# Records provided:
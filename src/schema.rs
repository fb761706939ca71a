//! The schema model (C3): a Thingpedia function's structured signature, and
//! the mutation helpers the composer uses to reflect projection,
//! aggregation and join.

use std::collections::HashMap;

use itertools::Itertools;
use serde::{Deserialize, Serialize};

use crate::error::{CheckError, Reason};
use crate::scope::Scope;
use crate::types::Type;

/// Structured signature of a Thingpedia function.
///
/// Invariants (checked by `Schema::check_invariants` in tests, and upheld
/// by every mutator in this file):
/// - inputs precede outputs in `args`
/// - `in_req`, `in_opt`, `out` partition `args`
/// - `index` is a bijection onto `0..args.len()`
#[derive(Debug, Clone, Default, PartialEq, Serialize, Deserialize)]
pub struct Schema {
    pub args: Vec<String>,
    pub types: Vec<Type>,
    pub index: HashMap<String, usize>,

    pub in_req: HashMap<String, Type>,
    pub in_opt: HashMap<String, Type>,
    pub out: HashMap<String, Type>,

    /// Per-argument natural-language canonical, kept alongside for
    /// downstream describers; unused by the checker itself.
    pub argcanonicals: Vec<String>,
    pub confirmation: Option<String>,
}

impl Schema {
    pub fn new() -> Self {
        Schema::default()
    }

    pub fn num_inputs(&self) -> usize {
        self.in_req.len() + self.in_opt.len()
    }

    pub fn is_input(&self, name: &str) -> bool {
        self.in_req.contains_key(name) || self.in_opt.contains_key(name)
    }

    pub fn input_type(&self, name: &str) -> Option<&Type> {
        self.in_req.get(name).or_else(|| self.in_opt.get(name))
    }

    pub fn is_required_input(&self, name: &str) -> bool {
        self.in_req.contains_key(name)
    }

    /// `addInput(schema, name, type, required)`: insert `name` at the input
    /// boundary, shifting existing outputs' indices by one.
    pub fn add_input(&mut self, name: &str, ty: Type, required: bool) {
        let boundary = self.num_inputs();

        self.args.insert(boundary, name.to_string());
        self.types.insert(boundary, ty.clone());
        self.argcanonicals.insert(boundary, name.to_string());

        for (_, idx) in self.index.iter_mut() {
            if *idx >= boundary {
                *idx += 1;
            }
        }
        self.index.insert(name.to_string(), boundary);

        if required {
            self.in_req.insert(name.to_string(), ty);
        } else {
            self.in_opt.insert(name.to_string(), ty);
        }
    }

    /// `addOutput(schema, name, type, scope)`: append to `args`, register
    /// as an output, and publish into `scope`.
    pub fn add_output(&mut self, name: &str, ty: Type, scope: &mut Scope) {
        let idx = self.args.len();
        self.args.push(name.to_string());
        self.types.push(ty.clone());
        self.argcanonicals.push(name.to_string());
        self.index.insert(name.to_string(), idx);
        self.out.insert(name.to_string(), ty.clone());

        scope.add(name, ty);
    }

    /// `cleanOutput(schema, scope)`: truncate `args`/`types` to the input
    /// prefix and purge the output names from `scope`.
    pub fn clean_output(&mut self, scope: &mut Scope) {
        let boundary = self.num_inputs();
        self.args.truncate(boundary);
        self.types.truncate(boundary);
        self.argcanonicals.truncate(boundary);
        self.index.retain(|_, idx| *idx < boundary);

        for name in self.out.keys() {
            scope.remove(name);
        }
        self.out.clear();
    }

    /// `resolveProjection(args, schema, scope)`: validate every projected
    /// name exists, then reorder `args`/`types`/`index` to match and drop
    /// the rest of the outputs from scope.
    pub fn resolve_projection(
        &mut self,
        projected: &[String],
        scope: &mut Scope,
    ) -> Result<(), CheckError> {
        for name in projected {
            if !self.args.contains(name) {
                return Err(CheckError::new(Reason::InvalidFieldName {
                    name: name.clone(),
                }));
            }
        }

        let boundary = self.num_inputs();
        let inputs: Vec<String> = self.args[..boundary].to_vec();

        let dropped: Vec<String> = self.out.keys()
            .filter(|k| !projected.contains(k))
            .cloned()
            .collect();
        for name in dropped {
            scope.remove(&name);
            self.out.remove(&name);
        }

        let mut new_args = inputs;
        new_args.extend(projected.iter().cloned());

        let old_types: HashMap<String, Type> = self
            .args
            .iter()
            .cloned()
            .zip(self.types.iter().cloned())
            .collect();
        let old_canon: HashMap<String, String> = self
            .args
            .iter()
            .cloned()
            .zip(self.argcanonicals.iter().cloned())
            .collect();

        self.types = new_args.iter().map(|a| old_types[a].clone()).collect();
        self.argcanonicals = new_args
            .iter()
            .map(|a| old_canon.get(a).cloned().unwrap_or_else(|| a.clone()))
            .collect();
        self.index = new_args
            .iter()
            .enumerate()
            .map(|(i, a)| (a.clone(), i))
            .collect();
        self.args = new_args;

        Ok(())
    }

    /// `resolveJoin(out, lhs, rhs)`: concatenate signatures, merging
    /// required/optional inputs but dropping from the merged set any rhs
    /// input already supplied as an lhs input (those are the
    /// parameter-passing targets, cancelled by the join).
    pub fn resolve_join(lhs: &Schema, rhs: &Schema) -> Schema {
        // rhs inputs already required/optional on lhs by the same name are
        // fully cancelled: they do not get a second arg slot.
        let cancelled: Vec<String> = rhs
            .in_req
            .keys()
            .chain(rhs.in_opt.keys())
            .filter(|name| lhs.is_input(name))
            .cloned()
            .collect();

        let mut args = lhs.args.clone();
        let mut types = lhs.types.clone();
        let mut argcanonicals = lhs.argcanonicals.clone();

        for (i, name) in rhs.args.iter().enumerate() {
            if cancelled.contains(name) {
                continue;
            }
            args.push(name.clone());
            types.push(rhs.types[i].clone());
            argcanonicals.push(rhs.argcanonicals[i].clone());
        }

        let index: HashMap<String, usize> = args
            .iter()
            .enumerate()
            .map(|(i, a)| (a.clone(), i))
            .collect();

        let mut in_req = lhs.in_req.clone();
        let mut in_opt = lhs.in_opt.clone();
        for (name, ty) in &rhs.in_req {
            if !cancelled.contains(name) {
                in_req.insert(name.clone(), ty.clone());
            }
        }
        for (name, ty) in &rhs.in_opt {
            if !cancelled.contains(name) {
                in_opt.insert(name.clone(), ty.clone());
            }
        }

        let mut out = lhs.out.clone();
        out.extend(rhs.out.iter().map(|(k, v)| (k.clone(), v.clone())));

        Schema {
            args,
            types,
            index,
            in_req,
            in_opt,
            out,
            argcanonicals,
            confirmation: None,
        }
    }

    /// Removes an input arg entirely (not just from `in_req`/`in_opt`, but
    /// from `args`/`types`/`argcanonicals`/`index` too), re-indexing the
    /// remaining args to preserve the bijection. Used by the join composer
    /// (C8) once a required input has been fully supplied by an explicit
    /// parameter-passing `in_param`, so it no longer appears on the joined
    /// primitive's schema for downstream consumers.
    pub fn remove_input(&mut self, name: &str) {
        if let Some(pos) = self.args.iter().position(|a| a == name) {
            self.args.remove(pos);
            self.types.remove(pos);
            self.argcanonicals.remove(pos);
        }
        self.in_req.remove(name);
        self.in_opt.remove(name);
        self.index = self
            .args
            .iter()
            .enumerate()
            .map(|(i, a)| (a.clone(), i))
            .collect();
    }

    #[cfg(test)]
    pub fn check_invariants(&self) {
        let boundary = self.in_req.len() + self.in_opt.len();
        assert!(self.args.len() >= boundary);
        for (i, name) in self.args.iter().enumerate() {
            assert_eq!(self.index.get(name), Some(&i), "index mismatch for {name}");
            if i < boundary {
                assert!(self.is_input(name), "{name} should be an input");
            } else {
                assert!(self.out.contains_key(name), "{name} should be an output");
            }
        }
        let partition_size = self.in_req.len() + self.in_opt.len() + self.out.len();
        assert_eq!(partition_size, self.args.len());
    }
}

/// Construct a test-friendly schema from `(name, type, required-input?)`
/// triples, with the convention that a `None` required-flag means output.
#[cfg(test)]
pub fn schema_of(fields: &[(&str, Type, Option<bool>)]) -> Schema {
    let mut s = Schema::new();
    let mut scope = Scope::new();
    for (name, ty, req) in fields {
        match req {
            Some(required) => s.add_input(name, ty.clone(), *required),
            None => s.add_output(name, ty.clone(), &mut scope),
        }
    }
    s
}

#[cfg(test)]
mod tests {
    use super::*;

    #[test]
    fn add_input_shifts_existing_outputs() {
        let mut scope = Scope::new();
        let mut s = Schema::new();
        s.add_output("count", Type::Number, &mut scope);
        s.add_input("status", Type::String, true);

        assert_eq!(s.args, vec!["status".to_string(), "count".to_string()]);
        assert_eq!(s.index["status"], 0);
        assert_eq!(s.index["count"], 1);
        s.check_invariants();
    }

    #[test]
    fn clean_output_truncates_to_inputs() {
        let mut scope = Scope::new();
        let mut s = Schema::new();
        s.add_input("status", Type::String, true);
        s.add_output("id", Type::Number, &mut scope);
        s.clean_output(&mut scope);

        assert_eq!(s.args, vec!["status".to_string()]);
        assert!(s.out.is_empty());
        assert!(!scope.has("id"));
        s.check_invariants();
    }

    #[test]
    fn resolve_projection_reorders_and_drops() {
        let mut scope = Scope::new();
        let mut s = Schema::new();
        s.add_output("a", Type::Number, &mut scope);
        s.add_output("b", Type::String, &mut scope);
        s.add_output("c", Type::Boolean, &mut scope);

        s.resolve_projection(&["c".to_string(), "a".to_string()], &mut scope)
            .unwrap();

        assert_eq!(s.out.keys().sorted().collect::<Vec<_>>(), vec!["a", "c"]);
        assert!(!scope.has("b"));
        s.check_invariants();
    }

    #[test]
    fn resolve_projection_rejects_unknown_field() {
        let mut scope = Scope::new();
        let mut s = Schema::new();
        s.add_output("a", Type::Number, &mut scope);
        assert!(s
            .resolve_projection(&["nope".to_string()], &mut scope)
            .is_err());
    }

    #[test]
    fn resolve_join_concatenates_outputs() {
        let mut scope = Scope::new();
        let mut lhs = Schema::new();
        lhs.add_output("temperature", Type::Measure("C".into()), &mut scope);

        let mut rhs = Schema::new();
        rhs.add_input("temperature", Type::Measure("C".into()), true);
        rhs.add_output("humidity", Type::Number, &mut scope);

        let joined = Schema::resolve_join(&lhs, &rhs);

        // resolveJoin only cancels an rhs input whose *name* collides with
        // one of lhs's own declared inputs; here lhs has no input named
        // `temperature` (it's an output), so the requirement survives this
        // step — it is the join composer's explicit parameter-passing pass
        // (tested in composer.rs) that cancels it using the `on` clause.
        assert!(joined.in_req.contains_key("temperature"));
        assert!(joined.out.contains_key("temperature"));
        assert!(joined.out.contains_key("humidity"));
    }

    #[test]
    fn resolve_join_drops_rhs_input_shared_by_name_with_lhs_input() {
        let mut lhs = Schema::new();
        lhs.add_input("location", Type::Location, true);

        let mut rhs = Schema::new();
        rhs.add_input("location", Type::Location, true);

        let joined = Schema::resolve_join(&lhs, &rhs);

        // Only one `location` requirement remains, contributed by lhs.
        assert!(joined.in_req.contains_key("location"));
        assert_eq!(joined.args.iter().filter(|a| *a == "location").count(), 1);
    }

    #[test]
    fn default_schema_snapshot() {
        insta::assert_debug_snapshot!(Schema::new(), @r###"
        Schema {
            args: [],
            types: [],
            index: {},
            in_req: {},
            in_opt: {},
            out: {},
            argcanonicals: [],
            confirmation: None,
        }
        "###);
    }

    #[test]
    fn remove_input_drops_arg_and_reindexes() {
        let mut s = Schema::new();
        s.add_input("a", Type::Number, true);
        s.add_input("b", Type::String, true);
        s.remove_input("a");

        assert!(!s.is_input("a"));
        assert_eq!(s.args, vec!["b".to_string()]);
        assert_eq!(s.index["b"], 0);
        s.check_invariants();
    }
}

# Exercise:
The answer must be a single number: how many lines in the listing above include the word "function".

# Exercise output:
2